The Zero Force Evolutionary Law showed that, contrary to the conventional wisdom that “complexity is a good thing”, complexity is actually not always a good thing for life forms, which is why selection does not always favor its emergence. Sometimes it does, but it often favors simplicity.

With this laic interpretation of the concept of teleology in mind, it is possible to admit that those forces acting to limit the proliferation of parts and the increase in complexity are, somewhat teleological. But it is a counterintuitive kind of teleology: it is not a complexity-oriented tendency, but a set of forces acting to slow down this tendency and reward simplicity. Therefore, the miracle is not that we are so complex, but that we are not much more complex than that!».

What can we expect, on the other hand, from complexity on a macroevolutionary scale? Are there laws acting at this level too?

«The increase in complexity in terms of the hierarchy of biological systems is one of the few well-documented biological processes throughout the history of life: we know the steps of this evolutionary process, we know when the “jumps” from one level to the next took place, we are able to recognize the direction of this increase.

This rather simple path is marked by four turning points.

The first is the emergence of bacteria, the first living organisms on Earth, which evolved around 3,9 billion years ago.

The second dates back to 2 billion years ago, when groups of bacteria began to “associate”, forming the first eukaryotic cells. Eukaryotic cells originated as groups of previously autonomous bacteria, which then merged to form symbiotic organisms. This is the first example of the gradual incorporation of one level into another: the more complex contain the simpler ones.

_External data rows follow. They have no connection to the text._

pub mod renderer;
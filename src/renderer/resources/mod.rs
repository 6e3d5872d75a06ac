pub mod color_buffer;
pub mod common_states;
pub mod depth_buffer;
pub mod descriptor_set;
pub mod gpu_buffer;
pub mod meshlet_model;
pub mod pipeline_state;
pub mod resource_set;
pub mod root_signature;
pub mod sampler;
pub mod shader;
pub mod texture;

use crate::renderer::handle::ResourceHandle;

pub use color_buffer::{ColorBuffer, ColorBufferDesc};
pub use depth_buffer::{DepthBuffer, DepthBufferDesc};
pub use descriptor_set::DescriptorSet;
pub use gpu_buffer::{GpuBuffer, GpuBufferDesc};
pub use pipeline_state::{
    ComputePipelineDesc, ComputePipelineState, GraphicsPipelineDesc, GraphicsPipelineState, MeshletPipelineDesc,
};
pub use resource_set::ResourceSet;
pub use root_signature::{DescriptorRange, RootParameter, RootSignature, RootSignatureDesc};
pub use sampler::{SamplerDesc, StaticSamplerDesc};

/// Anything a descriptor slot can view
pub trait GpuResource {
    fn handle(&self) -> &ResourceHandle;
}

impl GpuResource for ColorBuffer {
    fn handle(&self) -> &ResourceHandle {
        ColorBuffer::handle(self)
    }
}

impl GpuResource for DepthBuffer {
    fn handle(&self) -> &ResourceHandle {
        DepthBuffer::handle(self)
    }
}

impl GpuResource for GpuBuffer {
    fn handle(&self) -> &ResourceHandle {
        GpuBuffer::handle(self)
    }
}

The third step is multi-cellularity. According to the oldest fossil evidence, this occurred between 800 and 600 million years ago.

The fourth and last step is the convergence of groups of multi-cellular organisms to form more complex organisms: colonies. The first fossil records, dating back to 480 million years ago, are the bryozoans, organisms that are morphologically similar to corals, although not phylogenetically related to them.

Looking at these crucial moments in the evolution of life, we can see that, over the millennia, the increase in complexity seems to have steadily accelerated. If this trend had continued until the present day, life should by now have reached a very high level of complexity. Yet, at some point the mechanism seems to have stopped: the fifth level has never been reached. But why?

The real unsolved question about complexity, then, is: why did the hierarchical complexity of biological systems not further evolve beyond the level of colonies?

It seems, in fact, that even the most complex life forms, both from a morphological and a hierarchical point of view – humans, for example – are still tied to the first level, the simplest one. Despite this gradual incorporation of the previous levels into the next, the most complex organisms are still dependent on bacteria. Every human being, for example, carries within him, alongside the multiple evolutionary symbioses already mentioned, an immense ecosystem composed of bacteria and other micro-organisms. All levels are represented within every single human being: from individual bacteria, to eukaryotes, to multicellular organisms, to colonies», Professor McShea concludes.

We humans, the supposed acme of creation, are not fundamentally different from bacteria, which are the basis of the evolutionary path of life on Earth. The “great chain of being” is, therefore, definitely rebutted.